Scientific classification
- Kingdom: Animalia
- Phylum: Chordata
- Class: Actinopterygii
- Order: Siluriformes
- Family: Loricariidae
- Genus: Ancistrus
- Species: A. cirrhosus
- Binomial name: Ancistrus cirrhosus (Valenciennes, 1836)
- Synonyms: Hypostomus cirrhosus Valenciennes, 1836 ;

= Ancistrus cirrhosus =

- Genus: Ancistrus
- Species: cirrhosus
- Authority: (Valenciennes, 1836)
- Conservation status: LC

Species of fish

Ancistrus cirrhosus is a species of freshwater ray-finned fish in the subfamily Hypostominae of the family Loricariidae, the armored catfishes. Like most other species in the family, it is found in South America.

==Etymology==
The generic name, Ancistrus, was erected by Rudolf Kner, who did not explain the etymology of the name. It is thought to be derived from ágkistron, a Greek term meaning "fish hook" or "hook of a spindle" and to refer to the hooked odontodes on the interopercular bone. The specific name, cirrhosus, means "curled", an allusion to the fleshy tentacles that adorn the heads of adult males and the snouts of females.

==Taxonomy==
Ancistrus cirrhosus was first formally described in 1836 by the French zoologist Achille Valenciennes via an illustration in his book Voyage dans l'Amérique méridionale; no type locality was given. The illustration was re-published in 1840 in volume 15 of Histoire naturelle des poissons. In 1980, Isaäc J. H. Isbrücker tried to designate a lectotype, but the procedure he used to do this is now considered invalid.

In a comprehensive review of the subfamily Hypostominae, done in 2025, nine tribes were recognized within the subfamily; the genus Ancistrus, and by extension this species, were placed in Ancistrini.

==Description==
Ancistrus cirrhosus reaches a standard length of 9.1 cm. Ancistrus species develop soft, bushy tentacles on the snout when sexually mature, these are better developed in the males than they are in females.

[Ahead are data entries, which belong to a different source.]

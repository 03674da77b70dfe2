use std::collections::HashSet;

use crate::draw::{Color, Drawable};
use crate::grid::Grid;
use crate::Cell;
use Direction::*;

#[derive(Debug, Copy, Clone, PartialEq, Eq)]
pub enum Direction {
    Up,
    Down,
    Left,
    Right
}

impl Direction {
    pub fn unit(&self) -> (i32, i32) {
        match self {
            Up => (0, -1),
            Down => (0, 1),
            Left => (-1, 0),
            Right => (1, 0),
        }
    }

    pub fn step_from(&self, (x, y): Cell) -> Cell {
        let (dx, dy) = self.unit();
        (x + dx, y + dy)
    }
}

/// Cells run from the tail (index 0) to the head (last).
pub struct Snake {
    body: Vec<Cell>,
    colors: Vec<Color>,
    body_color: Color,
    head_color: Color,
}

impl Snake {
    /// Panics if `body` has fewer than two cells.
    pub fn new(body: Vec<Cell>, body_color: Color, head_color: Color) -> Self {
        assert!(body.len() >= 2, "a snake starts with at least two cells");

        let mut colors = vec![body_color; body.len()];
        if let Some(last) = colors.last_mut() {
            *last = head_color;
        }

        Snake { body, colors, body_color, head_color }
    }

    pub fn body(&self) -> &[Cell] {
        &self.body
    }

    pub fn head(&self) -> Cell {
        self.body[self.body.len() - 1]
    }

    /// Drops the tail and pushes a new head one step in `direction`.
    pub fn move_step(&mut self, direction: Direction) {
        let new_head = direction.step_from(self.head());
        self.body.remove(0);
        self.body.push(new_head);
    }

    /// Adds a head one step past `food` in `direction`. Existing cells stay put.
    pub fn grow(&mut self, food: Cell, direction: Direction) {
        self.body.push(direction.step_from(food));

        if let Some(old_head) = self.colors.last_mut() {
            *old_head = self.body_color;
        }
        self.colors.push(self.head_color);
    }

    pub fn collides_with(&self, cell: Cell) -> bool {
        self.body.contains(&cell)
    }

    /// Dead when any two segments share a cell or any segment left the grid.
    pub fn is_dead(&self, grid: &Grid) -> bool {
        let mut seen = HashSet::with_capacity(self.body.len());

        self.body.iter().any(|&cell| !grid.contains(cell) || !seen.insert(cell))
    }
}

impl Drawable for Snake {
    fn cells(&self) -> &[Cell] {
        &self.body
    }

    fn color_at(&self, index: usize) -> Color {
        self.colors[index]
    }
}
use crate::error::Result;
use crate::Cell;

/// Side of one grid cell, in pixel units.
pub const TILE_SIZE: u32 = 25;

pub type Pixel = (i32, i32);

#[derive(Debug, Clone, Copy, PartialEq, Eq)]
pub struct Color {
    pub r: u8,
    pub g: u8,
    pub b: u8,
}

impl Color {
    pub const fn rgb(r: u8, g: u8, b: u8) -> Self {
        Color { r, g, b }
    }
}

/// Something that can paint solid squares and then show them all at once.
pub trait Surface {
    fn fill_rect(&mut self, origin: Pixel, size: u32, color: Color) -> Result<()>;

    /// Pushes everything filled since the last call to the screen.
    fn present(&mut self) -> Result<()>;
}

pub fn tile_origin((x, y): Cell) -> Pixel {
    (x * TILE_SIZE as i32, y * TILE_SIZE as i32)
}

/// A set of cells with a color for each of them.
pub trait Drawable {
    fn cells(&self) -> &[Cell];

    fn color_at(&self, index: usize) -> Color;

    /// Queues one tile per cell. Nothing is shown until `Surface::present`.
    fn draw(&self, surface: &mut dyn Surface) -> Result<()> {
        for (i, cell) in self.cells().iter().enumerate() {
            surface.fill_rect(tile_origin(*cell), TILE_SIZE, self.color_at(i))?;
        }

        Ok(())
    }
}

==Distribution and habitat==
Ancistrus cirrhosus is found in South America, where it occurs in Argentina, southern Brazil, Paraguay and Uruguay in the Paraná-Paraguay and Uruguay river basins (there are also old records of this fish from Bolivia and central Brazil; these are regarded as unreliable). Within these areas, this fish is found in streams with a fast current and rocky substrate.

==Human interactions==
Ancistrus cirrhosus appears in the aquarium trade.